If so, where did you go?


----------



## njodis (Nov 8, 2006)

Yeah... I practically live on the border.


----------



## mserychic (Oct 2, 2004)

China, Philippines, Germany, Mexico, and Caribbean so far. Grandpa mentioned taking us to England this year!


----------



## grumpybear (Jan 9, 2007)

I went to Canada with my family when I was young.


----------



## cakesniffer (Nov 11, 2003)

I've been to Italy.


----------



## Kelly (Dec 12, 2003)

I've been to Canada quite a few times. The last time I was there was this summer when my bf and I went to Montreal for the day.

I've also been to France and Belgium.

Have a nice day,
Kelly


----------



## Scrub-Zero (Feb 9, 2004)

I've been to Florida, New hampshire, and a few other places i can't remember. My dad was an antique dealer so we visited the USA a lot to look for and sell stuff.


----------



## Eraserhead (Sep 23, 2006)

I've been to the US (Florida and New York), Mexico, Dominican Republic, England, France, Netherlands, Belgium, Germany, Switzerland, Austria, Czech Republic, Greece, Turkey, and last but not least, Bulgaria!

I'm a global citizen


----------



## Mehitabel (Oct 13, 2006)

I went to Italy and France last March.
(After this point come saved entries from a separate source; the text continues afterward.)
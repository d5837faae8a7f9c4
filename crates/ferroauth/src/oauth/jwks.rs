//! Client JWKS resolution with a TTL cache.
//!
//! Clients authenticating with `private_key_jwt` register either an
//! inline JWK set or a `jwks_uri`. Remote sets are fetched over HTTPS
//! and cached per client; a fetch failure fails the authentication
//! rather than falling back to a stale set.

use std::collections::HashMap;
use std::sync::Arc;
use std::time::{Duration, Instant};

use jsonwebtoken::jwk::{AlgorithmParameters, Jwk, JwkSet, PublicKeyUse};
use jsonwebtoken::{Algorithm, DecodingKey};
use tokio::sync::RwLock;

use crate::error::AuthError;
use crate::AuthResult;

/// Configuration for remote JWKS fetching.
#[derive(Debug, Clone)]
pub struct JwksCacheConfig {
    /// How long a fetched set stays fresh.
    pub ttl: Duration,

    /// HTTP request timeout.
    pub request_timeout: Duration,

    /// Maximum accepted response body size in bytes.
    pub max_response_size: u64,
}

impl Default for JwksCacheConfig {
    fn default() -> Self {
        Self {
            ttl: Duration::from_secs(3600),
            request_timeout: Duration::from_secs(10),
            max_response_size: 1024 * 1024,
        }
    }
}

impl JwksCacheConfig {
    /// Overrides the cache TTL.
    #[must_use]
    pub fn with_ttl(mut self, ttl: Duration) -> Self {
        self.ttl = ttl;
        self
    }

    /// Overrides the request timeout.
    #[must_use]
    pub fn with_request_timeout(mut self, timeout: Duration) -> Self {
        self.request_timeout = timeout;
        self
    }
}

impl From<&crate::config::JwksConfig> for JwksCacheConfig {
    fn from(config: &crate::config::JwksConfig) -> Self {
        Self {
            ttl: config.cache_ttl,
            request_timeout: config.request_timeout,
            ..Self::default()
        }
    }
}

struct CachedJwks {
    jwks: JwkSet,
    fetched_at: Instant,
}

/// Per-client cache of remote JWK sets.
pub struct JwksCache {
    cache: Arc<RwLock<HashMap<String, CachedJwks>>>,
    config: JwksCacheConfig,
}

impl JwksCache {
    /// Creates a cache with the given configuration.
    #[must_use]
    pub fn new(config: JwksCacheConfig) -> Self {
        Self {
            cache: Arc::new(RwLock::new(HashMap::new())),
            config,
        }
    }

    /// Resolves a decoding key from a client's remote JWK set.
    ///
    /// Serves from cache while fresh; otherwise fetches, caches, and
    /// searches the new set. Expired-cache fetch failures propagate
    /// instead of reviving the stale copy.
    pub async fn get_decoding_key(
        &self,
        client_id: &str,
        jwks_uri: &str,
        kid: Option<&str>,
        algorithm: Algorithm,
    ) -> AuthResult<DecodingKey> {
        {
            let cache = self.cache.read().await;
            if let Some(cached) = cache.get(client_id)
                && cached.fetched_at.elapsed() < self.config.ttl
            {
                return find_key(&cached.jwks, kid, algorithm);
            }
        }

        let jwks = self.fetch_jwks(jwks_uri).await?;
        let key = find_key(&jwks, kid, algorithm);

        let mut cache = self.cache.write().await;
        cache.insert(
            client_id.to_string(),
            CachedJwks {
                jwks,
                fetched_at: Instant::now(),
            },
        );
        key
    }

    /// Drops a client's cached set (e.g. after a key rotation notice).
    pub async fn invalidate(&self, client_id: &str) {
        self.cache.write().await.remove(client_id);
    }

    /// Drops all cached sets.
    pub async fn clear(&self) {
        self.cache.write().await.clear();
    }

    async fn fetch_jwks(&self, jwks_uri: &str) -> AuthResult<JwkSet> {
        if !jwks_uri.starts_with("https://") {
            return Err(AuthError::configuration(format!(
                "jwks_uri must use https: {jwks_uri}"
            )));
        }

        let client = reqwest::Client::builder()
            .timeout(self.config.request_timeout)
            .build()
            .map_err(|e| AuthError::internal(format!("failed to build HTTP client: {e}")))?;

        let response = client.get(jwks_uri).send().await.map_err(|e| {
            tracing::warn!(jwks_uri, error = %e, "JWKS fetch failed");
            AuthError::invalid_client("could not fetch client keys")
        })?;

        if !response.status().is_success() {
            tracing::warn!(jwks_uri, status = %response.status(), "JWKS endpoint returned error");
            return Err(AuthError::invalid_client("could not fetch client keys"));
        }

        if let Some(length) = response.content_length()
            && length > self.config.max_response_size
        {
            return Err(AuthError::invalid_client("JWKS response too large"));
        }

        response
            .json::<JwkSet>()
            .await
            .map_err(|_| AuthError::invalid_client("JWKS response is not a valid key set"))
    }
}

/// Resolves a decoding key from an inline JWK set.
pub fn get_decoding_key_from_inline(
    jwks: &JwkSet,
    kid: Option<&str>,
    algorithm: Algorithm,
) -> AuthResult<DecodingKey> {
    find_key(jwks, kid, algorithm)
}

fn find_key(jwks: &JwkSet, kid: Option<&str>, algorithm: Algorithm) -> AuthResult<DecodingKey> {
    let candidate = jwks.keys.iter().find(|jwk| {
        let kid_matches = match kid {
            Some(kid) => jwk.common.key_id.as_deref() == Some(kid),
            None => true,
        };
        let use_matches = !matches!(
            jwk.common.public_key_use,
            Some(PublicKeyUse::Encryption) | Some(PublicKeyUse::Other(_))
        );
        kid_matches && use_matches && algorithm_matches(jwk, algorithm)
    });

    let Some(jwk) = candidate else {
        return Err(AuthError::invalid_client("no matching client key found"));
    };

    DecodingKey::from_jwk(jwk)
        .map_err(|e| AuthError::invalid_client(format!("unusable client key: {e}")))
}

fn algorithm_matches(jwk: &Jwk, algorithm: Algorithm) -> bool {
    match &jwk.algorithm {
        AlgorithmParameters::RSA(_) => matches!(
            algorithm,
            Algorithm::RS256 | Algorithm::RS384 | Algorithm::RS512
        ),
        AlgorithmParameters::EllipticCurve(_) => {
            matches!(algorithm, Algorithm::ES256 | Algorithm::ES384)
        }
        _ => false,
    }
}
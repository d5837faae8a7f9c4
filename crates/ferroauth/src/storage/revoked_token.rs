//! Revoked token (JTI blacklist) storage trait.

use async_trait::async_trait;
use serde::{Deserialize, Serialize};
use time::OffsetDateTime;

use crate::AuthResult;

/// The kind of token a blacklist entry refers to.
#[derive(Debug, Clone, Copy, PartialEq, Eq, Serialize, Deserialize)]
#[serde(rename_all = "snake_case")]
pub enum RevokedTokenType {
    /// A JWT access token, identified by its `jti` claim.
    Access,
    /// A refresh token, identified by its record id.
    Refresh,
}

/// Denylist of revoked token identifiers.
///
/// A signed JWT stays structurally valid until it expires; the blacklist
/// is what makes revocation effective before then. Entries only need to
/// live until the underlying token would have expired anyway.
#[async_trait]
pub trait RevokedTokenStorage: Send + Sync {
    /// Records a token identifier as revoked.
    ///
    /// `expires_at` is the token's natural expiry; the entry may be
    /// dropped after that point.
    async fn revoke(
        &self,
        token_id: &str,
        token_type: RevokedTokenType,
        expires_at: OffsetDateTime,
    ) -> AuthResult<()>;

    /// Returns `true` if the identifier is on the blacklist.
    async fn is_revoked(&self, token_id: &str) -> AuthResult<bool>;

    /// Removes entries whose tokens have expired. Returns the number
    /// removed.
    async fn cleanup_expired(&self) -> AuthResult<u64>;
}
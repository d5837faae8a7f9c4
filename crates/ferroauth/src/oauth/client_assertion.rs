//! Client assertion (private_key_jwt) validation per RFC 7523.
//!
//! The assertion is a JWT signed with the client's registered key:
//! `iss` and `sub` both carry the client_id, `aud` names the token
//! endpoint, lifetime is bounded, and each `jti` is accepted once.

use std::sync::Arc;

use jsonwebtoken::{Algorithm, DecodingKey, Validation, decode};
use serde::{Deserialize, Serialize};
use time::OffsetDateTime;

use crate::error::AuthError;
use crate::storage::JtiStorage;
use crate::AuthResult;

/// The assertion type URN required by RFC 7523.
pub const JWT_BEARER_ASSERTION_TYPE: &str =
    "urn:ietf:params:oauth:client-assertion-type:jwt-bearer";

/// Claims carried by a client assertion JWT.
#[derive(Debug, Clone, Serialize, Deserialize)]
pub struct ClientAssertionClaims {
    /// Issuer; must equal the client_id.
    pub iss: String,

    /// Subject; must equal the client_id.
    pub sub: String,

    /// Audience; must contain the token endpoint URL.
    pub aud: StringOrArray,

    /// Expiration time (Unix seconds).
    pub exp: i64,

    /// Unique assertion identifier, accepted at most once.
    pub jti: String,

    /// Issued-at time (Unix seconds).
    #[serde(default)]
    pub iat: Option<i64>,
}

/// A JSON value that is either a single string or an array of strings.
///
/// RFC 7519 allows `aud` in both shapes.
#[derive(Debug, Clone, Serialize, Deserialize)]
#[serde(untagged)]
pub enum StringOrArray {
    /// A single string value.
    String(String),
    /// An array of string values.
    Array(Vec<String>),
}

impl StringOrArray {
    /// Returns `true` if the value contains the given string.
    #[must_use]
    pub fn contains(&self, value: &str) -> bool {
        match self {
            Self::String(s) => s == value,
            Self::Array(values) => values.iter().any(|v| v == value),
        }
    }
}

/// Configuration for assertion validation.
#[derive(Debug, Clone)]
pub struct ClientAssertionConfig {
    /// Token endpoint URL; the assertion audience must contain it.
    pub token_endpoint: String,

    /// Maximum accepted assertion lifetime in seconds.
    pub max_lifetime_seconds: i64,
}

impl ClientAssertionConfig {
    /// Creates a configuration with the default 300-second lifetime cap.
    #[must_use]
    pub fn new(token_endpoint: impl Into<String>) -> Self {
        Self {
            token_endpoint: token_endpoint.into(),
            max_lifetime_seconds: 300,
        }
    }

    /// Overrides the maximum assertion lifetime.
    #[must_use]
    pub fn with_max_lifetime(mut self, seconds: i64) -> Self {
        self.max_lifetime_seconds = seconds;
        self
    }
}

impl From<&crate::config::AuthConfig> for ClientAssertionConfig {
    fn from(config: &crate::config::AuthConfig) -> Self {
        Self {
            token_endpoint: config.issuer.token_endpoint.clone(),
            max_lifetime_seconds: i64::try_from(config.oauth.max_assertion_lifetime.as_secs())
                .unwrap_or(i64::MAX),
        }
    }
}

/// Validates client assertion JWTs.
pub struct ClientAssertionValidator<S: JtiStorage> {
    config: ClientAssertionConfig,
    jti_storage: Arc<S>,
}

impl<S: JtiStorage> ClientAssertionValidator<S> {
    /// Creates a new validator.
    pub fn new(config: ClientAssertionConfig, jti_storage: Arc<S>) -> Self {
        Self {
            config,
            jti_storage,
        }
    }

    /// Validates an assertion against the client's public key.
    ///
    /// Checks signature, `iss`/`sub` binding, audience, the lifetime
    /// cap, and single-use `jti`. The JTI is consumed atomically; a
    /// second assertion reusing it fails even under concurrency.
    pub async fn validate(
        &self,
        assertion: &str,
        client_id: &str,
        decoding_key: &DecodingKey,
        algorithm: Algorithm,
    ) -> AuthResult<ClientAssertionClaims> {
        let mut validation = Validation::new(algorithm);
        validation.set_audience(&[&self.config.token_endpoint]);
        validation.set_issuer(&[client_id]);

        let token_data =
            decode::<ClientAssertionClaims>(assertion, decoding_key, &validation).map_err(|e| {
                tracing::debug!(error = %e, "client assertion verification failed");
                AuthError::invalid_client("invalid client assertion")
            })?;
        let claims = token_data.claims;

        if claims.iss != client_id || claims.sub != client_id {
            return Err(AuthError::invalid_client(
                "assertion iss and sub must equal the client_id",
            ));
        }
        if !claims.aud.contains(&self.config.token_endpoint) {
            return Err(AuthError::invalid_client(
                "assertion audience does not include the token endpoint",
            ));
        }

        let now = OffsetDateTime::now_utc().unix_timestamp();
        if claims.exp > now + self.config.max_lifetime_seconds {
            return Err(AuthError::invalid_client("assertion lifetime too long"));
        }

        let expires_at = OffsetDateTime::from_unix_timestamp(claims.exp)
            .map_err(|e| AuthError::invalid_client(format!("invalid exp claim: {e}")))?;
        let fresh = self.jti_storage.mark_used(&claims.jti, expires_at).await?;
        if !fresh {
            tracing::warn!(client_id, jti = %claims.jti, "client assertion replay detected");
            return Err(AuthError::invalid_client("assertion has already been used"));
        }

        Ok(claims)
    }
}

/// Extracts the client_id from an assertion without verifying it.
///
/// Needed to look up the client's keys before the signature can be
/// checked. Requires `iss` and `sub` to be present and identical; the
/// value is confirmed again after signature verification.
pub fn extract_client_id_unverified(assertion: &str) -> AuthResult<String> {
    #[derive(Deserialize)]
    struct MinimalClaims {
        iss: Option<String>,
        sub: Option<String>,
    }

    let payload = decode_segment(assertion, 1)?;
    let claims: MinimalClaims = serde_json::from_slice(&payload)
        .map_err(|_| AuthError::invalid_client("malformed assertion payload"))?;

    match (claims.iss, claims.sub) {
        (Some(iss), Some(sub)) if iss == sub => Ok(iss),
        (Some(_), Some(_)) => Err(AuthError::invalid_client(
            "assertion iss and sub do not match",
        )),
        _ => Err(AuthError::invalid_client("assertion missing iss or sub")),
    }
}

/// Extracts the `kid` from an assertion header without verifying it.
pub fn extract_key_id(assertion: &str) -> AuthResult<Option<String>> {
    #[derive(Deserialize)]
    struct MinimalHeader {
        kid: Option<String>,
    }

    let header = decode_segment(assertion, 0)?;
    let header: MinimalHeader = serde_json::from_slice(&header)
        .map_err(|_| AuthError::invalid_client("malformed assertion header"))?;
    Ok(header.kid)
}

/// Extracts the signing algorithm from an assertion header.
pub fn extract_algorithm(assertion: &str) -> AuthResult<Algorithm> {
    #[derive(Deserialize)]
    struct MinimalHeader {
        alg: String,
    }

    let header = decode_segment(assertion, 0)?;
    let header: MinimalHeader = serde_json::from_slice(&header)
        .map_err(|_| AuthError::invalid_client("malformed assertion header"))?;
    match header.alg.as_str() {
        "RS256" => Ok(Algorithm::RS256),
        "RS384" => Ok(Algorithm::RS384),
        "RS512" => Ok(Algorithm::RS512),
        "ES256" => Ok(Algorithm::ES256),
        "ES384" => Ok(Algorithm::ES384),
        other => Err(AuthError::invalid_client(format!(
            "unsupported assertion algorithm: {other}"
        ))),
    }
}

fn decode_segment(assertion: &str, index: usize) -> AuthResult<Vec<u8>> {
    use base64::Engine;
    use base64::engine::general_purpose::URL_SAFE_NO_PAD;

    let segment = assertion
        .split('.')
        .nth(index)
        .filter(|_| assertion.split('.').count() == 3)
        .ok_or_else(|| AuthError::invalid_client("assertion is not a JWT"))?;
    URL_SAFE_NO_PAD
        .decode(segment)
        .map_err(|_| AuthError::invalid_client("assertion is not valid base64url"))
}
//! Access token issuance record.

use serde::{Deserialize, Serialize};
use time::OffsetDateTime;
use uuid::Uuid;

/// A record of an issued access token, keyed by JWT ID.
///
/// The token itself is a signed JWT and is never stored; this record
/// exists so revocation and introspection can cross-check a structurally
/// valid token against server-side state.
#[derive(Debug, Clone, PartialEq, Serialize, Deserialize)]
#[serde(rename_all = "camelCase")]
pub struct AccessTokenRecord {
    /// JWT ID (`jti` claim) of the issued token.
    pub jti: String,

    /// The subject, when the token was issued on behalf of a user.
    /// `None` for client_credentials tokens.
    #[serde(skip_serializing_if = "Option::is_none")]
    pub user_id: Option<Uuid>,

    /// The client the token was issued to.
    pub client_id: String,

    /// Space-delimited granted scopes.
    pub scope: String,

    /// When the token was issued.
    #[serde(with = "time::serde::rfc3339")]
    pub issued_at: OffsetDateTime,

    /// When the token expires.
    #[serde(with = "time::serde::rfc3339")]
    pub expires_at: OffsetDateTime,

    /// When the token was revoked, if it has been.
    #[serde(skip_serializing_if = "Option::is_none")]
    #[serde(with = "time::serde::rfc3339::option", default)]
    pub revoked_at: Option<OffsetDateTime>,
}

impl AccessTokenRecord {
    /// Returns `true` if the token has expired.
    #[must_use]
    pub fn is_expired(&self) -> bool {
        OffsetDateTime::now_utc() >= self.expires_at
    }

    /// Returns `true` if the token has been revoked.
    #[must_use]
    pub fn is_revoked(&self) -> bool {
        self.revoked_at.is_some()
    }

    /// Returns `true` if the token is neither expired nor revoked.
    #[must_use]
    pub fn is_active(&self) -> bool {
        !self.is_expired() && !self.is_revoked()
    }
}
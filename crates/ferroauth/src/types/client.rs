//! OAuth client registration types.

use serde::{Deserialize, Serialize};
use time::OffsetDateTime;

/// A registered OAuth 2.1 client application.
#[derive(Debug, Clone, Serialize, Deserialize)]
#[serde(rename_all = "camelCase")]
pub struct Client {
    /// Unique client identifier.
    pub client_id: String,

    /// Argon2 hash of the client secret. `None` for public clients.
    #[serde(skip_serializing_if = "Option::is_none")]
    pub client_secret_hash: Option<String>,

    /// Human-readable client name.
    pub client_name: String,

    /// Client type determining the authentication requirements.
    pub client_type: ClientType,

    /// How this client authenticates at the token endpoint.
    pub token_endpoint_auth_method: TokenEndpointAuthMethod,

    /// Allowed redirect URIs. Matched exactly, byte for byte.
    #[serde(default)]
    pub redirect_uris: Vec<String>,

    /// Grant types this client is allowed to use.
    pub grant_types: Vec<GrantType>,

    /// Scopes this client may request. Empty means any registered scope.
    #[serde(default)]
    pub allowed_scopes: Vec<String>,

    /// Whether PKCE is required for authorization code flows.
    ///
    /// Public clients always require PKCE regardless of this flag.
    #[serde(skip_serializing_if = "Option::is_none")]
    pub pkce_required: Option<bool>,

    /// Inline JWK set for `private_key_jwt` authentication.
    #[serde(skip_serializing_if = "Option::is_none")]
    pub jwks: Option<jsonwebtoken::jwk::JwkSet>,

    /// URI of a remote JWK set for `private_key_jwt` authentication.
    #[serde(skip_serializing_if = "Option::is_none")]
    pub jwks_uri: Option<String>,

    /// Per-client access token lifetime override in seconds.
    #[serde(skip_serializing_if = "Option::is_none")]
    pub access_token_lifetime: Option<i64>,

    /// Per-client refresh token lifetime override in seconds.
    #[serde(skip_serializing_if = "Option::is_none")]
    pub refresh_token_lifetime: Option<i64>,

    /// Whether the client is active. Inactive clients cannot authenticate.
    pub active: bool,

    /// When the client was registered.
    #[serde(with = "time::serde::rfc3339")]
    pub created_at: OffsetDateTime,

    /// When the client was last updated.
    #[serde(with = "time::serde::rfc3339")]
    pub updated_at: OffsetDateTime,
}

impl Client {
    /// Validates the client registration for internal consistency.
    pub fn validate(&self) -> Result<(), ClientValidationError> {
        if self.client_id.is_empty() {
            return Err(ClientValidationError::EmptyClientId);
        }
        if self.client_name.is_empty() {
            return Err(ClientValidationError::EmptyClientName);
        }
        if self.grant_types.is_empty() {
            return Err(ClientValidationError::NoGrantTypes);
        }
        match self.client_type {
            ClientType::Public => {
                if self.client_secret_hash.is_some() {
                    return Err(ClientValidationError::PublicClientWithSecret);
                }
                if self.token_endpoint_auth_method != TokenEndpointAuthMethod::None {
                    return Err(ClientValidationError::PublicClientWithAuthMethod);
                }
                if self.grant_types.contains(&GrantType::ClientCredentials) {
                    return Err(ClientValidationError::PublicClientCredentials);
                }
            }
            ClientType::Confidential => {
                if self.token_endpoint_auth_method == TokenEndpointAuthMethod::None {
                    return Err(ClientValidationError::ConfidentialClientWithoutAuthMethod);
                }
                let needs_secret = matches!(
                    self.token_endpoint_auth_method,
                    TokenEndpointAuthMethod::ClientSecretBasic
                        | TokenEndpointAuthMethod::ClientSecretPost
                );
                if needs_secret && self.client_secret_hash.is_none() {
                    return Err(ClientValidationError::ConfidentialClientWithoutSecret);
                }
                if self.token_endpoint_auth_method == TokenEndpointAuthMethod::PrivateKeyJwt
                    && self.jwks.is_none()
                    && self.jwks_uri.is_none()
                {
                    return Err(ClientValidationError::NoClientKeys);
                }
            }
        }
        if self.grant_types.contains(&GrantType::AuthorizationCode) && self.redirect_uris.is_empty()
        {
            return Err(ClientValidationError::NoRedirectUris);
        }
        Ok(())
    }

    /// Returns `true` if this is a confidential client.
    #[must_use]
    pub fn is_confidential(&self) -> bool {
        self.client_type == ClientType::Confidential
    }

    /// Checks whether the redirect URI is registered for this client.
    ///
    /// Exact string comparison only; no prefix, pattern, or case folding.
    #[must_use]
    pub fn is_redirect_uri_allowed(&self, uri: &str) -> bool {
        self.redirect_uris.iter().any(|allowed| allowed == uri)
    }

    /// Checks whether a single scope is allowed for this client.
    ///
    /// An empty `allowed_scopes` list means the client may request any
    /// scope the server registers.
    #[must_use]
    pub fn is_scope_allowed(&self, scope: &str) -> bool {
        self.allowed_scopes.is_empty() || self.allowed_scopes.iter().any(|s| s == scope)
    }

    /// Checks whether the client may use a given grant type.
    #[must_use]
    pub fn is_grant_type_allowed(&self, grant_type: &GrantType) -> bool {
        self.grant_types.contains(grant_type)
    }

    /// Returns `true` if PKCE is required for this client's authorization
    /// code flows. Always `true` for public clients.
    #[must_use]
    pub fn requires_pkce(&self) -> bool {
        match self.client_type {
            ClientType::Public => true,
            ClientType::Confidential => self.pkce_required.unwrap_or(false),
        }
    }
}

/// OAuth client type.
#[derive(Debug, Clone, Copy, PartialEq, Eq, Serialize, Deserialize)]
#[serde(rename_all = "lowercase")]
pub enum ClientType {
    /// Can keep a secret (server-side application).
    Confidential,
    /// Cannot keep a secret (SPA, native app). Must use PKCE.
    Public,
}

/// OAuth 2.1 grant types supported by the engine.
#[derive(Debug, Clone, Copy, PartialEq, Eq, Hash, Serialize, Deserialize)]
#[serde(rename_all = "snake_case")]
pub enum GrantType {
    /// Authorization code grant with PKCE.
    AuthorizationCode,
    /// Client credentials grant (machine-to-machine).
    ClientCredentials,
    /// Refresh token grant.
    RefreshToken,
}

impl GrantType {
    /// Returns the wire value of this grant type.
    #[must_use]
    pub fn as_str(&self) -> &'static str {
        match self {
            Self::AuthorizationCode => "authorization_code",
            Self::ClientCredentials => "client_credentials",
            Self::RefreshToken => "refresh_token",
        }
    }
}

/// Token endpoint authentication methods (RFC 7591 Section 2).
#[derive(Debug, Clone, Copy, PartialEq, Eq, Serialize, Deserialize)]
#[serde(rename_all = "snake_case")]
pub enum TokenEndpointAuthMethod {
    /// No authentication (public client).
    None,
    /// HTTP Basic authentication with client_id and client_secret.
    ClientSecretBasic,
    /// Credentials in the request body.
    ClientSecretPost,
    /// Signed JWT assertion (RFC 7523).
    PrivateKeyJwt,
}

impl TokenEndpointAuthMethod {
    /// Returns the wire value of this authentication method.
    #[must_use]
    pub fn as_str(&self) -> &'static str {
        match self {
            Self::None => "none",
            Self::ClientSecretBasic => "client_secret_basic",
            Self::ClientSecretPost => "client_secret_post",
            Self::PrivateKeyJwt => "private_key_jwt",
        }
    }
}

/// Client registration validation errors.
#[derive(Debug, Clone, PartialEq, Eq, thiserror::Error)]
pub enum ClientValidationError {
    #[error("client_id cannot be empty")]
    EmptyClientId,

    #[error("client_name cannot be empty")]
    EmptyClientName,

    #[error("client must have at least one grant type")]
    NoGrantTypes,

    #[error("public clients cannot have a client secret")]
    PublicClientWithSecret,

    #[error("public clients must use auth method 'none'")]
    PublicClientWithAuthMethod,

    #[error("public clients cannot use the client_credentials grant")]
    PublicClientCredentials,

    #[error("confidential clients must have an auth method other than 'none'")]
    ConfidentialClientWithoutAuthMethod,

    #[error("confidential clients using a secret-based auth method must have a secret")]
    ConfidentialClientWithoutSecret,

    #[error("private_key_jwt clients must register jwks or jwks_uri")]
    NoClientKeys,

    #[error("clients using the authorization_code grant must register redirect URIs")]
    NoRedirectUris,
}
Before that I'd never left Canada.


----------



## clenched_fist (Jan 4, 2004)

_.._


----------



## meggiehamilton (Nov 12, 2003)

I went to Canada a few times.


----------



## ShyFX (Mar 6, 2006)

I've been to the US at least 20 times and Mexico once.


----------



## Dreamcatcher (Nov 8, 2003)

grumpybear said:


> I went to Canada with my family when I was young.


Same here.


----------



## leppardess (Nov 8, 2003)

I have never been outside the US but I came close one time. I was visiting my g/f in El Paso and we were going to take a day and go to Juarez, Mexico but her husband told her that she couldn't go


----------



## Becky (Nov 5, 2003)

Canada when i was 16


----------



## SusanStorm (Oct 27, 2006)

Yes,I have been to Sweden,Denmark,Finland,Germany,France and Spain(and also the canary islands)
I really want to go to some countries in Asia,Australia and north-and south america..


----------



## QuietTexan (Nov 15, 2005)

I've been to Canada twice (Vancouver and Victoria), and I've been to Nuevo Laredo, Mexico three times.


----------



## Chrysalii (Jun 24, 2006)

I went to Canada once.


----------



## R (Jun 13, 2006)

I've been to Canada, Mexico, Namibia, Botswana, South Africa, and the Cayman Is.


----------



## Amocholes (Nov 5, 2003)

I was stationed in Scotland for 3 months when I was in the Navy. Also been to Canada and Mexico


----------



## UltraShy (Nov 8, 2003)

I go nowhere. I've never even had a passport.

50 states and I've been a total of 2. I've seen 4% of all the US states! And that two does include my home state of Wisconsin, so I'm just one above the theoretical minimum.


----------



## Nae (Nov 10, 2003)

No. I'd like to go to either Greece or Italy.


----------



## Drella (Dec 4, 2004)

No, not yet.


----------



## Vincenzo (Sep 24, 2005)

I've been out of the UK a lot of times but have never left Europe.


----------



## Paul (Sep 26, 2005)

*Re: re: Have you traveled out of the country?*



UltraShy said:


> 50 states and I've been a total of 2. I've seen 4% of all the US states! And that two does include my home state of Wisconsin, so I'm just one above the theoretical minimum.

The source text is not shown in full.